L'Évangile n'est ni socialiste, ni communiste. Mais,
comme nous l'avons vu, il se montre d'un côté indifférent à l'égard de
toutes les questions sociales et de l'autre côté plein de ressentiment à
l'égard de la propriété et des possédants. C'est ainsi que la doctrine
chrétienne, dès lors que disparaît ce qui faisait la base même de sa
prédication, l'avènement imminent du royaume de Dieu, peut exercer une
action destructionniste d'une extrême violence. Il est absolument
impossible de construire une morale sociale acceptant la coopération des
hommes dans la société sur une doctrine qui interdit tout souci des
besoins terrestres, condamne le travail, exprime avec flamme la haine
des riches, prêche le détachement de la famille.
L'oeuvre civilisatrice que l'Église a réalisée au
cours des siècles, est l'oeuvre de l'Église, et non pas du christianisme.
Nous ne cherchons pas la part qui en est imputable à l'héritage que lui
avait transmis l'empire romain et la part qui revient à l'idée de la
charité chrétienne complètement transformée par elle sous l'influence du
stoïcisme et d'autres philosophies. La morale sociale de Jésus en tout
cas n'y a été pour rien. Tous les efforts de l'Église ont consisté à
rendre cette morale inoffensive, mais elle n'y a jamais réussi que
pendant des périodes de temps limitées. Contrainte de conserver
l'Évangile sur lequel elle est fondée, elle doit toujours s'attendre à
voir surgir dans son sein la rébellion de ceux qui interprètent les
paroles de Jésus autrement qu'elle n'entend le faire elle-même.
Une morale sociale adaptée eux besoins de la vie
terrestre ne peut pas être construite sur les paroles de l'Évangile. Il
importe peu à ce point de vue de savoir si Jésus a réellement enseigné
la doctrine rapportée par les évangiles; car pour toute Église
chrétienne l'Évangile constitue, avec les autres écrits du Nouveau
Testament, la base dont elle ne peut se passer sous peine de se détruire
elle-même. Même si des recherches historiques parvenaient à établir avec
une grande probabilité que le Jésus de l'histoire a eu des questions
sociales une conception différente de celle qu'on trouve dans le Nouveau
Testament, la lettre des écritures n'en garderait pas moins pour
l'Église toute sa force. Pour elle, toute l'écriture doit demeurer
parole divine. Et il n'y a dès lors évidemment que deux possibilités.

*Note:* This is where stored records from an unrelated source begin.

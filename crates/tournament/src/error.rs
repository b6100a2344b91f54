//! Errors raised while loading engines, configs and result files

use std::path::PathBuf;
use thiserror::Error;

#[derive(Debug, Error)]
pub enum TournamentError {
    #[error("failed to read or write {path}: {source}")]
    Io {
        path: PathBuf,
        source: std::io::Error,
    },
    #[error("invalid JSON in {path}: {source}")]
    Json {
        path: PathBuf,
        source: serde_json::Error,
    },
    #[error("invalid tournament config: {0}")]
    Config(#[from] toml::de::Error),
    #[error("unknown engine `{0}` (expected minimax, positional or random)")]
    UnknownEngine(String),
}

impl TournamentError {
    pub(crate) fn io(path: &std::path::Path, source: std::io::Error) -> Self {
        Self::Io {
            path: path.to_path_buf(),
            source,
        }
    }

    pub(crate) fn json(path: &std::path::Path, source: serde_json::Error) -> Self {
        Self::Json {
            path: path.to_path_buf(),
            source,
        }
    }
}
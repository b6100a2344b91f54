use super::*;
use minimax_engine::MinimaxEngine;
use othello_core::{Board, SearchResult};
use random_engine::RandomEngine;

/// Engine that never finds a move.
struct Resigner;

impl Engine for Resigner {
    fn search(&mut self, _board: &mut Board, _side: Side, limits: SearchLimits) -> SearchResult {
        SearchResult {
            best_move: None,
            score: 0,
            depth: limits.max_depth,
            nodes: 0,
            candidates: 0,
        }
    }

    fn name(&self) -> &str {
        "Resigner"
    }
}

#[test]
fn test_self_play() {
    let mut engine1 = MinimaxEngine::with_seed(1);
    let mut engine2 = MinimaxEngine::with_seed(2);

    let config = MatchConfig {
        num_games: 2,
        depth: 1,
        ..Default::default()
    };

    let runner = MatchRunner::new(config);
    let result = runner.run_match(&mut engine1, &mut engine2);

    assert_eq!(result.total_games(), 2);
}

#[test]
fn test_random_games_finish() {
    let mut engine1 = RandomEngine::with_seed(3);
    let mut engine2 = RandomEngine::with_seed(4);
    let result = quick_match(&mut engine1, &mut engine2, 6, 0);
    assert_eq!(result.total_games(), 6);
}

#[test]
fn test_ply_limit_is_a_draw() {
    let runner = MatchRunner::new(MatchConfig {
        num_games: 1,
        depth: 0,
        max_plies: 4,
        alternate_colors: true,
    });
    let mut black = RandomEngine::with_seed(5);
    let mut white = RandomEngine::with_seed(6);
    let record = runner.play_game(&mut black, &mut white);
    assert_eq!(record.result, GameResult::Draw);
    assert_eq!(record.plies, 4);
    // four moves each add one disc to the board
    assert_eq!(record.discs_for + record.discs_against, 8);
}

#[test]
fn test_engine_without_move_forfeits() {
    let runner = MatchRunner::new(MatchConfig {
        num_games: 2,
        depth: 0,
        ..Default::default()
    });
    let mut resigner = Resigner;
    let mut random = RandomEngine::with_seed(7);

    let record = runner.play_game(&mut resigner, &mut random);
    assert_eq!(record.result, GameResult::Loss);
    assert_eq!((record.discs_for, record.discs_against, record.plies), (2, 2, 0));

    // Resigner loses with either color. As white it faces one black move
    // that leaves 4 black discs against 1.
    let result = runner.run_match(&mut resigner, &mut random);
    assert_eq!(
        result,
        MatchResult {
            wins: 0,
            losses: 2,
            draws: 0,
            discs_for: 3,
            discs_against: 6,
        }
    );
}

#[test]
fn test_config_from_tournament_config() {
    let config = MatchConfig::from(&TournamentConfig {
        games_per_match: 4,
        search_depth: 3,
        max_plies_per_game: 90,
        alternate_colors: false,
        seed: Some(1),
    });
    assert_eq!(config.num_games, 4);
    assert_eq!(config.depth, 3);
    assert_eq!(config.max_plies, 90);
    assert!(!config.alternate_colors);
}

#[test]
fn test_finished_games_record_final_discs() {
    let mut engine1 = RandomEngine::with_seed(8);
    let mut engine2 = RandomEngine::with_seed(9);
    let runner = MatchRunner::new(MatchConfig {
        num_games: 1,
        depth: 0,
        ..Default::default()
    });
    let record = runner.play_game(&mut engine1, &mut engine2);

    assert!(record.discs_for + record.discs_against <= 64);
    let expected = match record.discs_for.cmp(&record.discs_against) {
        std::cmp::Ordering::Greater => GameResult::Win,
        std::cmp::Ordering::Less => GameResult::Loss,
        std::cmp::Ordering::Equal => GameResult::Draw,
    };
    assert_eq!(record.result, expected);
}

#[test]
fn test_record_and_flip() {
    let win = GameRecord {
        result: GameResult::Win,
        discs_for: 40,
        discs_against: 24,
        plies: 60,
    };
    let mut result = MatchResult::new();
    result.record(&win);
    result.record(&win.flipped().flipped());
    result.record(&GameRecord {
        result: GameResult::Draw,
        discs_for: 32,
        discs_against: 32,
        plies: 60,
    });

    assert_eq!((result.wins, result.losses, result.draws), (2, 0, 1));
    assert_eq!(win.flipped().result, GameResult::Loss);
    assert_eq!(win.flipped().discs_for, 24);
    assert_eq!(result.average_margin(), 32.0 / 3.0);
    assert_eq!(result.score(), 2.5 / 3.0);
}

#[test]
fn test_empty_match_is_even() {
    let result = MatchResult::new();
    assert_eq!(result.score(), 0.5);
    assert_eq!(result.average_margin(), 0.0);
}
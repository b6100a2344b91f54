use super::*;
use othello_core::{find_available, Game, Square};
use rand::seq::SliceRandom;

#[test]
fn minimax_engine_returns_legal_move() {
    let mut engine = MinimaxEngine::with_seed(3);
    let mut board = Board::new();

    let result = engine.search(&mut board, Side::Black, SearchLimits::depth(2));

    let square = result.best_move.expect("black has opening moves");
    assert!(find_available(&board, Side::Black)
        .iter()
        .any(|m| m.square == square));
    assert_eq!(result.depth, 2);
    assert!(result.nodes > 0);
    assert_eq!(board, Board::new());
}

#[test]
fn minimax_engine_handles_no_moves() {
    let mut engine = MinimaxEngine::with_seed(3);
    let mut board = Board::from_diagram(&"WWWWWWWW\n".repeat(8)).unwrap();

    let result = engine.search(&mut board, Side::Black, SearchLimits::default());

    assert!(result.best_move.is_none());
    assert_eq!(result.score, 0);
    assert_eq!(result.candidates, 0);
}

#[test]
fn seeded_engines_agree() {
    let mut a = MinimaxEngine::with_seed(11);
    let mut b = MinimaxEngine::with_seed(11);
    let mut board = Board::new();
    for _ in 0..8 {
        let ra = a.search(&mut board, Side::Black, SearchLimits::depth(1));
        let rb = b.search(&mut board, Side::Black, SearchLimits::depth(1));
        assert_eq!(ra, rb);
    }
}

#[test]
fn positional_engine_plays_and_restores_board() {
    let mut engine = MinimaxEngine::with_seed(5).with_eval(EvalMode::Positional);
    assert_eq!(engine.eval_mode(), EvalMode::Positional);
    assert_eq!(engine.name(), "Minimax Positional v1.0");

    let mut board = Board::new();
    let result = engine.search(&mut board, Side::White, SearchLimits::depth(2));
    assert!(result.best_move.is_some());
    assert_eq!(board, Board::new());
}

#[test]
fn positional_engine_plays_forced_corner() {
    // a1 is white's only move and ends the game.
    let mut board = Board::from_diagram(
        ".BBW....
         ........
         ........
         ........
         ........
         ........
         ........
         ........",
    )
    .unwrap();
    let mut engine = MinimaxEngine::with_seed(0).with_eval(EvalMode::Positional);
    let result = engine.search(&mut board, Side::White, SearchLimits::depth(0));
    assert_eq!(result.best_move, Square::new(0, 0));
}

#[test]
fn new_game_resets_grid() {
    let mut engine = MinimaxEngine::with_seed(1);
    let mut board = Board::new();
    engine.search(&mut board, Side::Black, SearchLimits::depth(1));
    engine.new_game();
    assert_eq!(engine.grid(), &HeuristicGrid::new());
    assert_eq!(engine.name(), "Minimax v1.0");
}

#[test]
fn grid_matches_board_after_search() {
    let mut rng = StdRng::seed_from_u64(21);
    let mut game = Game::new();
    for _ in 0..40 {
        let moves = game.legal_moves();
        let Some(mv) = moves.choose(&mut rng) else {
            break;
        };
        game.play(mv.square).unwrap();
    }
    let side = game.to_move();
    let mut board = game.board().clone();

    let mut engine = MinimaxEngine::with_seed(2).with_eval(EvalMode::Positional);
    engine.search(&mut board, side, SearchLimits::depth(2));

    assert_eq!(&board, game.board());
    assert_eq!(engine.grid(), &HeuristicGrid::for_board(&board));
}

L'Église peut, comme l'a fait l'Église orientale, renoncer à prendre
position sur aucune question de morale sociale, cessant par là même
d'être une puissance morale, se borner à jouer dans la vie un rôle
purement formel. L'Église occidentale s'est orientée dans l'autre
direction: elle a, à chaque époque, admis dans sa doctrine la morale
sociale qui correspondait le mieux à ses intérêts du moment, à sa place
dans l'État et dans la société. Elle s'est liée aux seigneurs féodaux,
propriétaires du sol, contre leurs tenanciers. Elle a défendu
l'esclavage dans les plantations d'Amérique, mais elle a fait sienne
aussi – dans le protestantisme et plus particulièrement dans le
calvinisme – la morale du rationalisme montant. Elle a soutenu les
fermiers irlandais dans leur lutte contre les lords anglais. Elle combat
avec les syndicats catholiques contre les entrepreneurs et avec les
gouvernements conservateurs contre les partis socialistes. Et chaque
fois elle a réussi à justifier son attitude par des textes des
écritures. Mais une telle attitude équivaut à une abdication totale du
christianisme sur le terrain de la morale sociale. L'Église accepte
passivement les idées et les courants particuliers à chaque époque. Mais
ce qui est plus grave encore, c'est qu'en cherchant ainsi à légitimer
par l'Évangile chacune de ses attitudes successives, elle incite chaque
tendance à agir à son exemple et à chercher comme elle le fait dans les
paroles de l'Écriture Sainte la justification de son point de vue. Or,
étant donné le caractère des passages de l'Écriture qu'on peut utiliser
pour des fins sociales et politiques, il est clair que ce sont les
doctrines les plus destructrices qui devaient finalement l'emporter.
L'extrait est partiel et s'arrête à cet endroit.